Un système entièrement privé?De plus, et contrairement à une idée répandue, même les non-assurés ont accès à des soins de santé gratuits offerts par les hôpitaux publics, les centres de santé communautaires, les hôpitaux universitaires, etc., où les conditions sont similaires à celles des établissements de santé au Canada. Il y a donc un filet de sécurité pour les Américains qui ne sont pas officiellement assurés.

Deuxième mythe sans fondement: celui d’un marché entièrement privé où règnerait le «capitalisme sauvage». Même si la plupart des établissements de santé américains sont privés, il existe aux États-Unis d’importants régimes publics d’assurance maladie: Medicare pour les 65 ans et plus et Medicaid pour les faibles revenus.

Les dépenses publiques de santé par habitant sont dans les faits plus élevées aux États-Unis (2364$US) qu’au Canada (2048$US). Parmi les 30 pays de l’OCDE, les États-Unis sont au neuvième rang (6,6%), juste derrière le Canada (6,7%), pour ce qui est du ratio de dépenses publiques de santé sur le PIB.

Effets pervers de la réglementation

Contrairement aux idées reçues, le marché américain des soins de santé est lourdement réglementé.

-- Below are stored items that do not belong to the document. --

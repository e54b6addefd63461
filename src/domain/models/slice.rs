//! Slice domain model.
//!
//! A slice groups the reservations (and delegations) that share an owner
//! and configuration. Inventory slices exist on brokers and authorities;
//! client and broker-client slices on orchestrators and brokers.

use std::collections::{BTreeMap, BTreeSet};

use serde::{Deserialize, Serialize};

use super::auth::AuthToken;
use super::id::{Id, ResourceType};

/// What a slice holds, which constrains where it may live.
#[derive(Debug, Clone, Copy, PartialEq, Eq, Hash, Serialize, Deserialize)]
#[serde(rename_all = "snake_case")]
pub enum SliceKind {
    /// Source inventory on a broker or authority.
    Inventory,
    /// End-user reservations on an orchestrator or broker.
    Client,
    /// Reservations a broker holds on behalf of downstream clients.
    BrokerClient,
}

impl SliceKind {
    pub fn as_str(&self) -> &'static str {
        match self {
            Self::Inventory => "inventory",
            Self::Client => "client",
            Self::BrokerClient => "broker_client",
        }
    }

    #[allow(clippy::should_implement_trait)]
    pub fn from_str(s: &str) -> Option<Self> {
        match s {
            "inventory" => Some(Self::Inventory),
            "client" => Some(Self::Client),
            "broker_client" => Some(Self::BrokerClient),
            _ => None,
        }
    }

    pub fn is_inventory(&self) -> bool {
        matches!(self, Self::Inventory)
    }

    pub fn is_client(&self) -> bool {
        !self.is_inventory()
    }
}

/// Container for reservations that share configuration.
///
/// Owns its reservations and delegations by id; the kernel table owns the
/// objects themselves.
#[derive(Debug, Clone, PartialEq, Serialize, Deserialize)]
pub struct Slice {
    pub id: Id,
    /// Globally unique per actor.
    pub name: String,
    pub owner: AuthToken,
    pub kind: SliceKind,
    #[serde(default, skip_serializing_if = "Option::is_none")]
    pub resource_type: Option<ResourceType>,
    pub config_props: BTreeMap<String, String>,
    pub local_props: BTreeMap<String, String>,
    pub request_props: BTreeMap<String, String>,
    pub resource_props: BTreeMap<String, String>,
    /// Ids of reservations registered under this slice.
    pub reservations: BTreeSet<Id>,
    /// Ids of delegations registered under this slice.
    pub delegations: BTreeSet<Id>,
}

impl Slice {
    pub fn new(name: impl Into<String>, owner: AuthToken, kind: SliceKind) -> Self {
        Self {
            id: Id::new(),
            name: name.into(),
            owner,
            kind,
            resource_type: None,
            config_props: BTreeMap::new(),
            local_props: BTreeMap::new(),
            request_props: BTreeMap::new(),
            resource_props: BTreeMap::new(),
            reservations: BTreeSet::new(),
            delegations: BTreeSet::new(),
        }
    }

    pub fn with_resource_type(mut self, rtype: ResourceType) -> Self {
        self.resource_type = Some(rtype);
        self
    }

    pub fn with_config_prop(mut self, key: impl Into<String>, value: impl Into<String>) -> Self {
        self.config_props.insert(key.into(), value.into());
        self
    }

    pub fn is_inventory(&self) -> bool {
        self.kind.is_inventory()
    }

    /// Whether the slice can be unregistered: nothing registered under it.
    pub fn is_empty(&self) -> bool {
        self.reservations.is_empty() && self.delegations.is_empty()
    }
}

impl std::fmt::Display for Slice {
    fn fmt(&self, f: &mut std::fmt::Formatter<'_>) -> std::fmt::Result {
        write!(f, "slice {}({})", self.name, self.id)
    }
}

#[cfg(test)]
mod tests {
    use super::*;

    fn owner() -> AuthToken {
        AuthToken::new("orchestrator", Id::new())
    }

    #[test]
    fn kind_string_round_trip() {
        for kind in [SliceKind::Inventory, SliceKind::Client, SliceKind::BrokerClient] {
            assert_eq!(SliceKind::from_str(kind.as_str()), Some(kind));
        }
        assert_eq!(SliceKind::from_str("bogus"), None);
    }

    #[test]
    fn empty_tracks_registrations() {
        let mut slice = Slice::new("s1", owner(), SliceKind::Client);
        assert!(slice.is_empty());
        let rid = Id::new();
        slice.reservations.insert(rid);
        assert!(!slice.is_empty());
        slice.reservations.remove(&rid);
        assert!(slice.is_empty());
    }
}
use std::collections::{BTreeMap, HashMap};

use crate::decoding::domain::decoding_engine::StopReason;

/// Observer for transcription events.
///
/// Keeps the service free of any particular output mechanism; the CLI logs
/// a summary, tests and embedders usually discard everything.
pub trait PipelineLogger: Send {
    /// Batch progress (`current` of `total` inputs finished).
    fn progress(&mut self, current: usize, total: usize);

    /// Time spent in one stage (`features`, `encoder`, `decoder`) for one input.
    fn timing(&mut self, stage: &str, duration_ms: f64);

    fn metric(&mut self, name: &str, value: f64);

    /// Engine lifecycle message, e.g. what `load` opened.
    fn info(&mut self, message: &str);

    /// One input finished: seconds of audio, wall-clock cost, and why decoding stopped.
    fn transcribed(&mut self, audio_seconds: f64, processing_ms: f64, stop: StopReason);

    fn summary(&self) {}
}

/// Logger that discards all events.
pub struct NullPipelineLogger;

impl PipelineLogger for NullPipelineLogger {
    fn progress(&mut self, _current: usize, _total: usize) {}
    fn timing(&mut self, _stage: &str, _duration_ms: f64) {}
    fn metric(&mut self, _name: &str, _value: f64) {}
    fn info(&mut self, _message: &str) {}
    fn transcribed(&mut self, _audio_seconds: f64, _processing_ms: f64, _stop: StopReason) {}
}

/// Running count and sum of a series.
#[derive(Debug, Default, Clone, Copy, PartialEq)]
struct Tally {
    count: usize,
    sum: f64,
}

impl Tally {
    fn add(&mut self, value: f64) {
        self.count += 1;
        self.sum += value;
    }

    fn avg(&self) -> f64 {
        if self.count == 0 {
            0.0
        } else {
            self.sum / self.count as f64
        }
    }
}

/// Aggregates engine events into a run summary sent through `log`.
///
/// Batch progress is logged every `throttle_items` inputs and on the last one.
pub struct StdoutPipelineLogger {
    throttle_items: usize,
    stages: BTreeMap<String, Tally>,
    metrics: BTreeMap<String, Tally>,
    stops: HashMap<StopReason, usize>,
    audio_seconds: f64,
    processing_ms: f64,
    inputs: usize,
}

impl StdoutPipelineLogger {
    pub fn new(throttle_items: usize) -> Self {
        Self {
            throttle_items: throttle_items.max(1),
            stages: BTreeMap::new(),
            metrics: BTreeMap::new(),
            stops: HashMap::new(),
            audio_seconds: 0.0,
            processing_ms: 0.0,
            inputs: 0,
        }
    }

    /// Processing time divided by audio time over every finished input.
    ///
    /// Below 1.0 means faster than real time. `None` until some audio was seen.
    pub fn real_time_factor(&self) -> Option<f64> {
        (self.audio_seconds > 0.0).then(|| self.processing_ms / 1000.0 / self.audio_seconds)
    }

    pub fn stop_count(&self, reason: StopReason) -> usize {
        self.stops.get(&reason).copied().unwrap_or(0)
    }

    /// Average milliseconds per call for `stage`.
    pub fn stage_avg_ms(&self, stage: &str) -> Option<f64> {
        self.stages.get(stage).map(Tally::avg)
    }

    pub fn metric_avg(&self, name: &str) -> Option<f64> {
        self.metrics.get(name).map(Tally::avg)
    }

    /// The rendered summary, or `None` before the first finished input.
    pub fn summary_string(&self) -> Option<String> {
        if self.inputs == 0 {
            return None;
        }

        let mut lines = vec![format!(
            "Transcribed {} input(s), {:.1}s of audio in {:.1}s",
            self.inputs,
            self.audio_seconds,
            self.processing_ms / 1000.0
        )];

        for (stage, tally) in &self.stages {
            lines.push(format!(
                "  {stage:10} avg {:7.1}ms over {} call(s)",
                tally.avg(),
                tally.count
            ));
        }
        for (name, tally) in &self.metrics {
            lines.push(format!("  {name}: avg {:.1}", tally.avg()));
        }

        let stops: Vec<String> = StopReason::ALL
            .iter()
            .map(|&r| format!("{} {}", r.label(), self.stop_count(r)))
            .collect();
        lines.push(format!("  stopped on: {}", stops.join(", ")));

        if let Some(rtf) = self.real_time_factor() {
            lines.push(format!("  real-time factor: {rtf:.3}"));
        }

        Some(lines.join("\n"))
    }
}

impl Default for StdoutPipelineLogger {
    fn default() -> Self {
        Self::new(10)
    }
}

impl PipelineLogger for StdoutPipelineLogger {
    fn progress(&mut self, current: usize, total: usize) {
        if current % self.throttle_items == 0 || current == total {
            log::info!("Batch progress: {current}/{total}");
        }
    }

    fn timing(&mut self, stage: &str, duration_ms: f64) {
        self.stages.entry(stage.to_string()).or_default().add(duration_ms);
    }

    fn metric(&mut self, name: &str, value: f64) {
        self.metrics.entry(name.to_string()).or_default().add(value);
    }

    fn info(&mut self, message: &str) {
        log::info!("{message}");
    }

    fn transcribed(&mut self, audio_seconds: f64, processing_ms: f64, stop: StopReason) {
        self.inputs += 1;
        self.audio_seconds += audio_seconds;
        self.processing_ms += processing_ms;
        *self.stops.entry(stop).or_insert(0) += 1;
    }

    fn summary(&self) {
        if let Some(text) = self.summary_string() {
            log::info!("\n\n{text}");
        }
    }
}
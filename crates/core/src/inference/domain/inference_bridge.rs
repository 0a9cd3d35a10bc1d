use std::path::Path;

use ndarray::{Array2, Array3, ArrayD};

use crate::shared::error::InferenceError;
use crate::text::domain::special_tokens::TokenId;

/// Options passed to a backend when opening the encoder/decoder sessions.
#[derive(Debug, Clone, Copy, PartialEq, Eq)]
pub struct SessionOptions {
    pub intra_op_threads: usize,
}

impl Default for SessionOptions {
    fn default() -> Self {
        Self {
            intra_op_threads: 2,
        }
    }
}

/// Domain interface for the external encoder/decoder model pair.
///
/// Implementations own their sessions exclusively, hence `&mut self`.
pub trait InferenceBridge: Send {
    /// Frame count declared by the encoder's input shape, if concrete.
    fn declared_frames(&self) -> Option<usize>;

    /// Run the encoder on `[1, n_mels, n_frames]` features.
    fn run_encoder(&mut self, features: Array3<f32>) -> Result<ArrayD<f32>, InferenceError>;

    /// Run the decoder on `[1, seq_len]` token ids; returns `[1, seq_len, vocab]` logits.
    fn run_decoder(
        &mut self,
        tokens: &[TokenId],
        hidden: &ArrayD<f32>,
    ) -> Result<Array3<f32>, InferenceError>;
}

/// Factory that opens an [`InferenceBridge`] from model files.
pub trait InferenceBackend: Send {
    /// Human-readable backend name.
    fn name(&self) -> &str;

    fn open(
        &self,
        encoder: &Path,
        decoder: &Path,
        options: SessionOptions,
    ) -> Result<Box<dyn InferenceBridge>, InferenceError>;
}

/// Token ids as the `[1, seq_len]` int64 tensor decoders expect.
pub fn token_tensor(tokens: &[TokenId]) -> Array2<i64> {
    Array2::from_shape_fn((1, tokens.len()), |(_, i)| tokens[i] as i64)
}
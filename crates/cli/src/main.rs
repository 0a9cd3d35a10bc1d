use std::fs;
use std::path::PathBuf;
use std::process;

use clap::Parser;
use serde_json::json;

use asr_engine_core::audio::domain::waveform::AudioInput;
use asr_engine_core::pipeline::pipeline_logger::StdoutPipelineLogger;
use asr_engine_core::pipeline::transcription_service::TranscriptionService;
use asr_engine_core::shared::config::EngineConfig;
use asr_engine_core::text::domain::languages::LANGUAGE_CODES;
use asr_engine_core::text::domain::tokenizer::Task;

/// Speech-to-text for raw 16 kHz mono PCM16 audio.
#[derive(Parser)]
#[command(name = "asr-engine")]
struct Cli {
    /// Raw little-endian 16-bit PCM files (mono, 16 kHz).
    inputs: Vec<PathBuf>,

    /// JSON engine configuration file.
    #[arg(long)]
    config: Option<PathBuf>,

    /// Directory containing encoder.onnx, decoder.onnx, vocab.json, merges.txt.
    #[arg(long)]
    model_dir: Option<PathBuf>,

    /// Language code (en, hi, ta, ...). Unknown codes decode as English.
    #[arg(long)]
    language: Option<String>,

    /// Decoder task: transcribe or translate.
    #[arg(long)]
    task: Option<Task>,

    /// Maximum tokens generated per input.
    #[arg(long)]
    max_tokens: Option<usize>,

    /// Let the decoder emit timestamp tokens.
    #[arg(long)]
    timestamps: bool,

    /// Print engine information and exit.
    #[arg(long)]
    info: bool,

    /// Pretty-print JSON output.
    #[arg(long)]
    pretty: bool,
}

fn main() {
    env_logger::init();

    if let Err(e) = run() {
        eprintln!("Error: {e}");
        process::exit(1);
    }
}

fn run() -> Result<(), Box<dyn std::error::Error>> {
    let cli = Cli::parse();
    validate(&cli)?;

    let config = build_config(&cli)?;
    let mut service = TranscriptionService::onnx(config)
        .with_logger(Box::new(StdoutPipelineLogger::default()));

    if cli.info {
        if let Err(e) = service.load() {
            log::warn!("Model not loaded: {e}");
        }
        print_json(&serde_json::to_value(service.info())?, cli.pretty)?;
        return Ok(());
    }

    service.load()?;

    let buffers = cli
        .inputs
        .iter()
        .map(|path| {
            fs::read(path).map_err(|e| format!("Failed to read {}: {e}", path.display()))
        })
        .collect::<Result<Vec<_>, _>>()?;
    let inputs: Vec<AudioInput> = buffers.iter().map(|b| AudioInput::Pcm16(b)).collect();

    let language = service.config().language.clone();
    let results = service.transcribe_batch(&inputs, &language)?;
    let payload = results
        .into_iter()
        .map(|result| match result {
            Ok(r) => serde_json::to_value(r),
            Err(e) => Ok(json!({ "error": e.to_string() })),
        })
        .collect::<Result<Vec<_>, _>>()?;

    print_json(&serde_json::Value::Array(payload), cli.pretty)?;
    service.logger().summary();
    Ok(())
}

fn build_config(cli: &Cli) -> Result<EngineConfig, Box<dyn std::error::Error>> {
    let mut config = match &cli.config {
        Some(path) => EngineConfig::from_file(path)?,
        None => EngineConfig::default(),
    };
    if let Some(dir) = &cli.model_dir {
        config.model_dir = dir.clone();
    }
    if let Some(language) = &cli.language {
        config.language = language.clone();
    }
    if let Some(task) = cli.task {
        config.task = task;
    }
    if let Some(max_tokens) = cli.max_tokens {
        config.max_tokens = max_tokens;
    }
    if cli.timestamps {
        config.no_timestamps = false;
    }
    log::debug!("Engine config: {config:?}");
    Ok(config)
}

fn validate(cli: &Cli) -> Result<(), Box<dyn std::error::Error>> {
    if !cli.info && cli.inputs.is_empty() {
        return Err("At least one input file is required unless --info is used".into());
    }
    for input in &cli.inputs {
        if !input.exists() {
            return Err(format!("Input file not found: {}", input.display()).into());
        }
    }
    if cli.max_tokens == Some(0) {
        return Err("--max-tokens must be at least 1".into());
    }
    if let Some(language) = &cli.language {
        if !LANGUAGE_CODES.contains(&language.as_str()) {
            log::warn!("Unknown language '{language}', decoding as English");
        }
    }
    Ok(())
}

fn print_json(value: &serde_json::Value, pretty: bool) -> Result<(), serde_json::Error> {
    let text = if pretty {
        serde_json::to_string_pretty(value)?
    } else {
        serde_json::to_string(value)?
    };
    println!("{text}");
    Ok(())
}
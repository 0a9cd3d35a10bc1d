use std::collections::HashMap;
use std::fs;
use std::path::Path;

use super::special_tokens::TokenId;
use crate::shared::error::TokenizerError;

/// Bidirectional token string <-> id table, read-only once loaded.
#[derive(Clone, Debug, Default)]
pub struct Vocabulary {
    token_to_id: HashMap<String, TokenId>,
    id_to_token: HashMap<TokenId, String>,
}

impl Vocabulary {
    pub fn from_map(token_to_id: HashMap<String, TokenId>) -> Self {
        let id_to_token = token_to_id
            .iter()
            .map(|(token, &id)| (id, token.clone()))
            .collect();
        Self {
            token_to_id,
            id_to_token,
        }
    }

    /// Load a `vocab.json` string-to-id map. A missing file yields an empty table.
    pub fn load(path: &Path) -> Result<Self, TokenizerError> {
        if !path.exists() {
            log::warn!("Vocabulary not found at {}; using empty table", path.display());
            return Ok(Self::default());
        }
        let json = fs::read_to_string(path).map_err(|e| TokenizerError::Read {
            path: path.to_path_buf(),
            source: e,
        })?;
        let map: HashMap<String, TokenId> =
            serde_json::from_str(&json).map_err(|e| TokenizerError::Parse {
                path: path.to_path_buf(),
                source: e,
            })?;
        log::debug!("Loaded {} vocabulary entries from {}", map.len(), path.display());
        Ok(Self::from_map(map))
    }

    pub fn id(&self, token: &str) -> Option<TokenId> {
        self.token_to_id.get(token).copied()
    }

    pub fn token(&self, id: TokenId) -> Option<&str> {
        self.id_to_token.get(&id).map(String::as_str)
    }

    pub fn len(&self) -> usize {
        self.token_to_id.len()
    }

    pub fn is_empty(&self) -> bool {
        self.token_to_id.is_empty()
    }
}

pub type MergePair = (String, String);

/// Load BPE merge pairs from `merges.txt`. The first line is a header.
///
/// A missing file yields no merges; lines with fewer than two fields are skipped.
pub fn load_merges(path: &Path) -> Result<Vec<MergePair>, TokenizerError> {
    if !path.exists() {
        log::warn!("Merges not found at {}; using empty table", path.display());
        return Ok(Vec::new());
    }
    let text = fs::read_to_string(path).map_err(|e| TokenizerError::Read {
        path: path.to_path_buf(),
        source: e,
    })?;
    Ok(parse_merges(&text))
}

fn parse_merges(text: &str) -> Vec<MergePair> {
    text.trim()
        .lines()
        .skip(1)
        .filter_map(|line| {
            let mut parts = line.split_whitespace();
            match (parts.next(), parts.next()) {
                (Some(a), Some(b)) => Some((a.to_string(), b.to_string())),
                _ => None,
            }
        })
        .collect()
}
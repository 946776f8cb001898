//! Preflight checks for the OTP and wallet-signature sign-in flows.

use lib_utils::{is_valid_eth_address, is_valid_otp, validate_email, validate_max_length, validate_not_empty};
use shared::dto::auth::{OtpRequest, OtpVerifyRequest, WalletChallengeRequest, WalletVerifyRequest};

use super::{field, ContractViolation, Preflight};

/// RFC 5321 path limit.
pub const MAX_EMAIL_LEN: usize = 254;

/// Longest challenge message the client will sign and submit.
pub const MAX_CHALLENGE_LEN: usize = 2048;

/// Hex digits in a 65-byte `r || s || v` signature.
const SIGNATURE_HEX_LEN: usize = 130;

fn check_email(email: &str) -> Preflight {
    field(validate_max_length(email, MAX_EMAIL_LEN, "Email"), "email")?;
    field(validate_email(email), "email")
}

pub fn check_otp_request(req: &OtpRequest) -> Preflight {
    check_email(&req.email)
}

pub fn check_otp_verify(req: &OtpVerifyRequest) -> Preflight {
    check_email(&req.email)?;
    if !is_valid_otp(&req.code) {
        return Err(ContractViolation::input("code", "Code must be exactly 6 digits"));
    }
    Ok(())
}

pub fn check_wallet_challenge(req: &WalletChallengeRequest) -> Preflight {
    if !is_valid_eth_address(&req.wallet_address) {
        return Err(ContractViolation::input("walletAddress", "Invalid wallet address"));
    }
    Ok(())
}

pub fn check_wallet_verify(req: &WalletVerifyRequest) -> Preflight {
    field(validate_not_empty(&req.message, "Message"), "message")?;
    field(validate_max_length(&req.message, MAX_CHALLENGE_LEN, "Message"), "message")?;

    let well_formed = req
        .signature
        .strip_prefix("0x")
        .is_some_and(|hex| hex.len() == SIGNATURE_HEX_LEN && hex.bytes().all(|b| b.is_ascii_hexdigit()));
    if !well_formed {
        return Err(ContractViolation::input("signature", "Signature must be 65 bytes of 0x-prefixed hex"));
    }
    Ok(())
}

Cette réglementation est en partie responsable des difficultés qu’éprouvent de nombreux Américains à se payer des assurances privées puisqu’elle a pour effet de limiter la mise en marché de polices d’assurances moins chères et plus accessibles.

Le fait que les assurances comprennent peu de co-paiements (frais fixe par services reçus) ou de co-assurance (pourcentage du coût des services à la charge de l’assuré) explique aussi l’escalade des coûts de santé aux États-Unis. Les assurés ont peu d’incitatif à rechercher le traitement optimal à meilleur prix, ce qui fait gonfler les primes d’assurance et les rend inaccessibles aux moins bien nantis.

La politique fiscale à l’égard des polices d’assurance fait aussi grimper les coûts. En effet, l’assurance achetée par l’employeur est exempte d’impôt pour l’employé ce qui mène à une surconsommation d’assurance de la part de ceux qui en bénéficient.

Les amendes élevées imposées par les tribunaux dans les poursuites de responsabilité professionnelle sont un autre phénomène propre aux États-Unis qui contribue à hausser le prix des soins de santé dans ce pays.

Bref, les problèmes dont souffre le système de santé américain sont bien plus liés aux effets pervers de la réglementation qu’au «capitalisme sauvage» qui règnerait dans le marché américain des soins de santé. Les groupes qui brandissent le spectre du système américain pour s’opposer à l’apport du secteur privé au système de santé québécois, devraient donc mettre cet épouvantail au rancart.

Il serait également souhaitable que le gouvernement du Québec, qui aura la tâche d’appliquer le récent jugement de la Cour suprême, évite les pièges dans lesquels sont tombées les autorités américaines dans la réglementation des assurances santé privées.

Norma Kozhaya est économiste à l’Institut économique de Montréal et auteure de la Note économique intitulée Deux mythes sur le système de santé américain.